As shown in FIG. 3, the real-time vehicle information provided from the collecting and providing unit 23 to the information analyzing unit 24 is basically configured with vehicle approaching direction information 210, traffic lane information 220, traffic sign information 230, speed information 240 and position information 250. Other supplementary information may be included in the real-time vehicle information. In order to reduce a consumption of energy in a sensor network and to quickly transfer information, a quantity of the message protocol must be minimized. The message protocol shown in FIG. 3 is configured with 5 bytes including one byte of reserved information.

The vehicle approaching direction information 210 denotes a direction of vehicle approaching the crossroad through roads connected to the crossroad. That is, the vehicle approaching direction represents one of roads connected to the crossroad which is passed through a corresponding vehicle. Generally, three bits are allocated to represent each of roads as a direction identification. For example, if the crossroad includes roads from east, west, north and south, the direction identification 000 is allocated to the road from east, the direction identification 001 is allocated to the road from south, the direction identification 010 is allocated to the road from north, and the direction identification 011 is allocated to the road from north. Since three bits are allocated to the direction identification, direction identifications can represent maximum 8 roads connected to the crossroad.

The traffic lane information 220 is also configured with three bits. Accordingly, identification can be allocated to maximum 8 traffic lanes. For example, an identification 000 is allocated to a first traffic lane, and an identification 111is allocated to an eighth traffic lane.

The traffic sign information 230 is configured with two bits. “00” denotes a red light meaning “stop,” “0l” denotes a green light meaning “go”, and “10” denotes a predetermined sign of the traffic sign when the traffic sign is turned off or blanking. “11” denotes a traffic “reserved” sign.

The speed information 240 is configured with one byte representing a positive integer. That is, the speed information 240 can denotes speeds from 0 to 256 km per hour or mile per hour.

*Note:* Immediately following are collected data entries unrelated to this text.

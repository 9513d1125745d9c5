//! Training-mode batch normalization.
//!
//! Normalizes with the statistics of the current batch and returns the
//! running mean/variance updates alongside the output. Scale and shift are
//! persistent scalars that are never trained.

use crate::nn::module::{Forward, Module, Shared, Update};
use crate::tensor::{GraphContext, Tensor};
use std::cell::RefCell;
use std::rc::Rc;

/// Small constant added to the variance.
pub const EPS: f32 = 1e-4;

/// Weight of the current batch in the running averages.
pub const DEFAULT_MOMENTUM: f32 = 0.1;

/// `y = gamma * (x - mean) / sqrt(var + eps) + beta` over a fixed set of axes.
pub struct BatchNorm {
    pub gamma: Shared,
    pub beta: Shared,
    pub running_mean: Shared,
    pub running_var: Shared,
    axes: Vec<usize>,
    /// Number of elements each statistic is taken over.
    reduced: usize,
    pub momentum: f32,
    pub name: String,
}

impl BatchNorm {
    /// Creates the normalization state for inputs of `input_shape`.
    ///
    /// Running statistics have the input shape with every axis of `axes`
    /// collapsed to 1, and start at zero.
    pub fn new(ctx: &Rc<RefCell<GraphContext>>, name: &str, input_shape: &[usize], axes: &[usize]) -> Self {
        let stats_shape: Vec<usize> = input_shape
            .iter()
            .enumerate()
            .map(|(i, &d)| if axes.contains(&i) { 1 } else { d })
            .collect();
        let reduced = axes.iter().filter_map(|&a| input_shape.get(a)).product();

        Self {
            gamma: Shared::scalar(ctx, &format!("{}.gamma", name), 1.0),
            beta: Shared::scalar(ctx, &format!("{}.beta", name), 0.0),
            running_mean: Shared::zeros(ctx, &format!("{}.running_mean", name), &stats_shape),
            running_var: Shared::zeros(ctx, &format!("{}.running_var", name), &stats_shape),
            axes: axes.to_vec(),
            reduced,
            momentum: DEFAULT_MOMENTUM,
            name: name.to_string(),
        }
    }

    /// Factor turning the biased batch variance into the unbiased estimate.
    fn variance_correction(&self) -> f32 {
        if self.reduced > 1 {
            self.reduced as f32 / (self.reduced - 1) as f32
        } else {
            1.0
        }
    }
}

impl Module for BatchNorm {
    fn forward(&self, x: &Tensor) -> Forward {
        let mean = x.mean_axes(&self.axes);
        let centered = x - &mean;
        let variance = (&centered * &centered).mean_axes(&self.axes);

        let std = variance.shift(EPS).sqrt();
        let normalized = &centered / &std;
        let output = &(&normalized * &self.gamma.tensor) + &self.beta.tensor;

        let keep = 1.0 - self.momentum;
        let new_mean = &self.running_mean.tensor.scale(keep) + &mean.scale(self.momentum);
        let new_var =
            &self.running_var.tensor.scale(keep) + &variance.scale(self.variance_correction() * self.momentum);

        Forward {
            output,
            updates: vec![Update::new(&self.running_mean, new_mean), Update::new(&self.running_var, new_var)],
        }
    }

    fn parameters(&self) -> Vec<&Shared> {
        Vec::new()
    }

    fn buffers(&self) -> Vec<&Shared> {
        vec![&self.gamma, &self.beta, &self.running_mean, &self.running_var]
    }
}

/// Passes the output of `forward` through `norm`, when there is one.
pub(crate) fn normalize_optional(forward: Forward, norm: Option<&BatchNorm>) -> Forward {
    match norm {
        Some(norm) => {
            let normalized = norm.forward(&forward.output);
            forward.then(normalized)
        }
        None => forward,
    }
}

#[cfg(test)]
mod tests {
    use super::*;

    #[test]
    fn test_batchnorm_state_shapes() {
        let ctx = Rc::new(RefCell::new(GraphContext::new()));
        let bn = BatchNorm::new(&ctx, "conv.norm", &[10, 4, 100], &[0, 1]);

        assert_eq!(bn.running_mean.shape(), &[1, 1, 100]);
        assert_eq!(bn.running_var.shape(), &[1, 1, 100]);
        assert!(bn.running_mean.initial.iter().all(|&v| v == 0.0));
        assert_eq!(bn.gamma.initial.first(), Some(&1.0));
        assert_eq!(bn.beta.initial.first(), Some(&0.0));
        assert!(bn.parameters().is_empty());
        assert_eq!(bn.buffers().len(), 4);
    }

    #[test]
    fn test_forward_updates_running_stats_in_order() {
        let ctx = Rc::new(RefCell::new(GraphContext::new()));
        let bn = BatchNorm::new(&ctx, "dense.norm", &[10, 16], &[0, 1]);
        let x = Tensor::new_input(&ctx, "x");
        let out = bn.forward(&x);

        assert_eq!(out.updates.len(), 2);
        assert_eq!(out.updates[0].target.name().as_deref(), Some("dense.norm.running_mean"));
        assert_eq!(out.updates[1].target.name().as_deref(), Some("dense.norm.running_var"));
        assert!((bn.variance_correction() - 160.0 / 159.0).abs() < 1e-6);
    }
}
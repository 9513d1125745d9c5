//! Input stage: optional normalization of the raw mini-batch.

use super::batchnorm::{normalize_optional, BatchNorm};
use super::module::{Forward, Module, Shared};
use crate::tensor::{GraphContext, Tensor};
use std::cell::RefCell;
use std::rc::Rc;

/// Turns the `(batch, length)` input into the `(batch, 1, length)` convolution input.
pub struct InputLayer {
    norm: Option<BatchNorm>,
    batch: usize,
    length: usize,
}

impl InputLayer {
    pub fn new(context: &Rc<RefCell<GraphContext>>, batch: usize, length: usize, normalize: bool) -> Self {
        let norm = normalize.then(|| BatchNorm::new(context, "input.norm", &[batch, length], &[0, 1]));
        Self { norm, batch, length }
    }
}

impl Module for InputLayer {
    fn forward(&self, inputs: &Tensor) -> Forward {
        let (batch, length) = (self.batch, self.length);
        normalize_optional(Forward::new(inputs.clone()), self.norm.as_ref())
            .map(|x| x.reshape(vec![batch, 1, length]))
    }

    fn parameters(&self) -> Vec<&Shared> {
        Vec::new()
    }

    fn buffers(&self) -> Vec<&Shared> {
        self.norm.as_ref().map(|n| n.buffers()).unwrap_or_default()
    }
}

#[cfg(test)]
mod tests {
    use super::*;
    use crate::asg::NodeType;

    #[test]
    fn test_input_is_reshaped_to_one_channel() {
        let ctx = Rc::new(RefCell::new(GraphContext::new()));
        let layer = InputLayer::new(&ctx, 4, 32, true);
        let x = Tensor::new_input(&ctx, "x");

        let out = layer.forward(&x);
        let graph = ctx.borrow().main_graph().clone();
        let node = graph.get_node(out.output.node_id).unwrap();
        assert!(matches!(&node.node_type, NodeType::Reshape(_, shape) if shape == &vec![4, 1, 32]));
        assert_eq!(out.updates.len(), 2);
        assert_eq!(layer.buffers()[2].shape(), &[1, 1]);
    }
}
//! Execution environments for the ASG.
//!
//! - [`backend`]: the `Backend` trait and `RuntimeError`.
//! - [`cpu_backend`]: evaluation of every node type with `ndarray`.
//! - [`session`]: persistent state plus one atomic update batch per step.

pub mod backend;
pub mod cpu_backend;
pub mod session;

pub use backend::{Backend, RuntimeError};
pub use cpu_backend::CpuBackend;
pub use session::{Session, StateStore};
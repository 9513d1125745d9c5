//! ASG: Abstract Semantic Graph.
//!
//! Every operation of the network is a `Node` in an `Asg`. Nodes only refer to
//! nodes created before them, so ascending `NodeId` order is always a valid
//! evaluation order.

use ndarray::ArrayD;
use serde::{Deserialize, Serialize};
use std::collections::HashMap;
use thiserror::Error;

/// Node identifier.
pub type NodeId = usize;
/// Graph identifier.
pub type AsgId = usize;
/// Tensor shape.
pub type Shape = Vec<usize>;

pub type AsgResult<T> = std::result::Result<T, AsgError>;

#[derive(Error, Debug, Clone, PartialEq)]
pub enum AsgError {
    #[error("Node with ID {0} not found")]
    NodeNotFound(NodeId),
    #[error("Invalid shape at node {0}")]
    InvalidShape(NodeId),
    #[error("Unsupported operation: {0}")]
    UnsupportedOperation(String),
}

#[derive(Debug, Copy, Clone, PartialEq, Serialize, Deserialize)]
pub enum DType {
    F32,
    Bool,
}

/// Reduction used by `NodeType::Pool1d`.
#[derive(Debug, Copy, Clone, PartialEq, Eq, Default, Serialize, Deserialize)]
#[serde(rename_all = "lowercase")]
pub enum PoolMode {
    #[default]
    Max,
    /// Mean over the elements present in the window.
    Average,
}

#[derive(Debug, Clone, PartialEq, Serialize, Deserialize)]
pub struct Node {
    pub id: NodeId,
    pub name: Option<String>,
    pub node_type: NodeType,
    pub shape: Option<Shape>,
    pub dtype: Option<DType>,
}

#[derive(Debug, Clone, PartialEq, Serialize, Deserialize)]
pub enum NodeType {
    // Data
    Input { name: String },
    /// Persistent state: weights, biases, velocities, running statistics.
    Parameter { name: String },
    Literal(Value),

    // Binary, with numpy-style broadcasting
    Add(NodeId, NodeId),
    Subtract(NodeId, NodeId),
    Multiply(NodeId, NodeId),
    Divide(NodeId, NodeId),
    /// Exponent is treated as a constant by autograd.
    Power(NodeId, NodeId),
    MatrixMultiply(NodeId, NodeId),
    GreaterThan(NodeId, NodeId),
    Equal(NodeId, NodeId),
    NotEqual(NodeId, NodeId),

    // Unary
    Negate(NodeId),
    Log(NodeId),
    Sqrt(NodeId),
    ReLU(NodeId),
    Sigmoid(NodeId),
    Tanh(NodeId),
    Sign(NodeId),
    /// Softmax over the last axis.
    Softmax(NodeId),

    // Reductions
    /// Sum of all elements, scalar output.
    Sum(NodeId),
    /// Sum over `axes`, reduced axes kept with size 1.
    SumAxes { input: NodeId, axes: Vec<usize> },
    /// Mean over `axes`, reduced axes kept with size 1.
    MeanAxes { input: NodeId, axes: Vec<usize> },
    /// Index of the maximum along `axis` (first wins on ties); the axis is dropped.
    ArgMax { input: NodeId, axis: usize },
    /// Integer-valued class indices to a trailing one-hot axis of size `classes`.
    OneHot { input: NodeId, classes: usize },

    // Transformations
    Reshape(NodeId, Shape),
    Transpose(NodeId, usize, usize),
    /// Broadcast the first operand to the shape of the second.
    Broadcast(NodeId, NodeId),
    /// Sum the first operand down to the shape of the second.
    ReduceSumTo(NodeId, NodeId),

    // Convolution: input [N, C, L], weight [F, C, K] -> [N, F, L]
    CausalConv1d { input: NodeId, weight: NodeId },
    /// Gradient of `CausalConv1d` w.r.t. its input.
    CausalConv1dBackwardInput { grad_output: NodeId, weight: NodeId },
    /// Gradient of `CausalConv1d` w.r.t. its weight.
    CausalConv1dBackwardWeight { grad_output: NodeId, input: NodeId, filter_length: usize },

    // Pooling over the last axis of [N, C, L], incomplete trailing window kept
    Pool1d { input: NodeId, width: usize, mode: PoolMode },
    /// Routes a pooled gradient back to the positions of `original_input`.
    Unpool1d { input: NodeId, original_input: NodeId, width: usize, mode: PoolMode },
}

impl NodeType {
    /// Operands of the node, in order.
    pub fn inputs(&self) -> Vec<NodeId> {
        match self {
            NodeType::Input { .. } | NodeType::Parameter { .. } | NodeType::Literal(_) => vec![],

            NodeType::Add(a, b)
            | NodeType::Subtract(a, b)
            | NodeType::Multiply(a, b)
            | NodeType::Divide(a, b)
            | NodeType::Power(a, b)
            | NodeType::MatrixMultiply(a, b)
            | NodeType::GreaterThan(a, b)
            | NodeType::Equal(a, b)
            | NodeType::NotEqual(a, b)
            | NodeType::Broadcast(a, b)
            | NodeType::ReduceSumTo(a, b) => vec![*a, *b],

            NodeType::Negate(a)
            | NodeType::Log(a)
            | NodeType::Sqrt(a)
            | NodeType::ReLU(a)
            | NodeType::Sigmoid(a)
            | NodeType::Tanh(a)
            | NodeType::Sign(a)
            | NodeType::Softmax(a)
            | NodeType::Sum(a)
            | NodeType::Reshape(a, _)
            | NodeType::Transpose(a, _, _) => vec![*a],

            NodeType::SumAxes { input, .. }
            | NodeType::MeanAxes { input, .. }
            | NodeType::ArgMax { input, .. }
            | NodeType::OneHot { input, .. }
            | NodeType::Pool1d { input, .. } => vec![*input],

            NodeType::CausalConv1d { input, weight } => vec![*input, *weight],
            NodeType::CausalConv1dBackwardInput { grad_output, weight } => vec![*grad_output, *weight],
            NodeType::CausalConv1dBackwardWeight { grad_output, input, .. } => vec![*grad_output, *input],
            NodeType::Unpool1d { input, original_input, .. } => vec![*input, *original_input],
        }
    }
}

#[derive(Debug, Clone, PartialEq, Serialize, Deserialize)]
pub enum Value {
    Tensor(ArrayD<f32>),
    ScalarF32(f32),
}

impl Value {
    /// Borrow the tensor payload, if this is a tensor.
    pub fn as_tensor(&self) -> Option<&ArrayD<f32>> {
        match self {
            Value::Tensor(arr) => Some(arr),
            Value::ScalarF32(_) => None,
        }
    }

    /// Converts into a tensor; scalars become 0-dimensional arrays.
    pub fn into_tensor(self) -> ArrayD<f32> {
        match self {
            Value::Tensor(arr) => arr,
            Value::ScalarF32(v) => ndarray::arr0(v).into_dyn(),
        }
    }

    /// The single element of a scalar or one-element tensor.
    pub fn scalar(&self) -> Option<f32> {
        match self {
            Value::ScalarF32(v) => Some(*v),
            Value::Tensor(arr) if arr.len() == 1 => arr.iter().next().copied(),
            Value::Tensor(_) => None,
        }
    }

    pub fn shape(&self) -> Shape {
        match self {
            Value::Tensor(arr) => arr.shape().to_vec(),
            Value::ScalarF32(_) => vec![],
        }
    }
}

#[derive(Debug, Clone, PartialEq, Serialize, Deserialize)]
pub struct Asg {
    pub id: AsgId,
    pub nodes: HashMap<NodeId, Node>,
    pub inputs: Vec<NodeId>,
    pub outputs: Vec<NodeId>,
}

impl Asg {
    pub fn new(id: AsgId) -> Self {
        Self { id, nodes: HashMap::new(), inputs: vec![], outputs: vec![] }
    }

    pub fn add_node(&mut self, name: Option<String>, node_type: NodeType) -> NodeId {
        let new_id = self.nodes.len();
        let mut node = Node { id: new_id, name, node_type, shape: None, dtype: None };

        // Literals carry their own shape so inference never misses them.
        match &node.node_type {
            NodeType::Literal(Value::Tensor(arr)) => {
                node.shape = Some(arr.shape().to_vec());
                node.dtype = Some(DType::F32);
            }
            NodeType::Literal(Value::ScalarF32(_)) => {
                node.shape = Some(vec![]);
                node.dtype = Some(DType::F32);
            }
            _ => {}
        }

        self.nodes.insert(new_id, node);
        new_id
    }

    pub fn set_outputs(&mut self, outputs: Vec<NodeId>) {
        self.outputs = outputs;
    }

    pub fn get_node(&self, id: NodeId) -> AsgResult<&Node> {
        self.nodes.get(&id).ok_or(AsgError::NodeNotFound(id))
    }

    pub fn get_node_mut(&mut self, id: NodeId) -> AsgResult<&mut Node> {
        self.nodes.get_mut(&id).ok_or(AsgError::NodeNotFound(id))
    }

    /// Inferred shape of a node, if shape inference has reached it.
    pub fn shape_of(&self, id: NodeId) -> AsgResult<Shape> {
        self.get_node(id)?.shape.clone().ok_or(AsgError::InvalidShape(id))
    }

    /// Looks up an `Input` or `Parameter` node by name.
    pub fn find_named(&self, wanted: &str) -> Option<NodeId> {
        self.nodes.values().find_map(|n| match &n.node_type {
            NodeType::Input { name } | NodeType::Parameter { name } if name == wanted => Some(n.id),
            _ => None,
        })
    }
}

The position information 250 is configured with one byte of an integer pair. Each integer value can represent −127 to 128. Especially, the position information 25 denotes a comparative coordinate having 1 m interval between adjacent coordinate and having an origin (0,0). For example, (40,5) denotes a position 40 m apart from the origin (0.0) to right direction and 5 m apart from the origin (0.0) to an upper direction. In order to reduce a quantity of a message protocol, the comparative coordinate is used instead of using an absolute coordinate. Also, the information analyzing unit 24 may effectively and quickly perform a predetermined algorithm to analyze collected information.

FIG. 4 is a flowchart of a method for preventing a collision of vehicles at a sensor network based crossroad in accordance with a preferred embodiment of the present invention.

At first, the information generating unit 22 collects traffic sign information provided from the information collecting and providing unit 23 at step S401, and senses vehicle's information such as a speed and a position from the information providing unit 21 to generating real-time vehicle information at step S402.

The information generating unit 22 provides the traffic sign information of the crossroad to the information providing unit 21, and the information providing unit 21 predicts a future traffic sign when the corresponding vehicle is arrived at the crossroad by using the speed and position information and the provided traffic sign information at step S403.

The information providing unit 21 determines whether the predicted traffic sign is “go” or “stop” at step S404. If the predicted traffic sign is “stop”, a warning message is provided to a driver to reduce a speed of a vehicle when the vehicle approaches the crossroad at step S405. After then, the information collecting and providing unit 23 (base station) collects all of messages transmitted from the information generating units 22 on each of traffic lanes at step S406.

If the predicted traffic sign is “go”, the step S406 is performed, instantly.

The information collecting and providing unit 23 analyzes the collected message information and transmits the analysis result to each of the information analyzing units 24 at step S407.

When the message information is analyzed and transmitted to the each of the information analyzing units 24 in real time, information collected from an own traffic lane is not transmitted vehicles located in the own traffic lane. That is, the vehicle approaching direction information 210 is used for not transmitting information collected from the own traffic lane to vehicles located in the own traffic lane.

After then, the information analyzing unit 24 analyzes the transmitted a message protocol to predict a possibility of collision in the crossroad at step S408. An algorithm of predicting a collision predicts future positions of vehicles according to a time slot using own vehicle's information such as a position and a speed, and other vehicles' information. If more than one of vehicles has same position information in same time slot, the algorithm determines that vehicles will be clashed at the crossroad. If it predicts that more than one of vehicles in a danger area 50 at the same time, it predicts that these vehicles will be clashed. The danger area 50 is a rectangular shape of a predetermined region in the crossroad. If the size of the danger area 50 is large, the possibility of the collision may be dropped, and if the size of the danger area 50 is small, the possibility of the collision may be increased.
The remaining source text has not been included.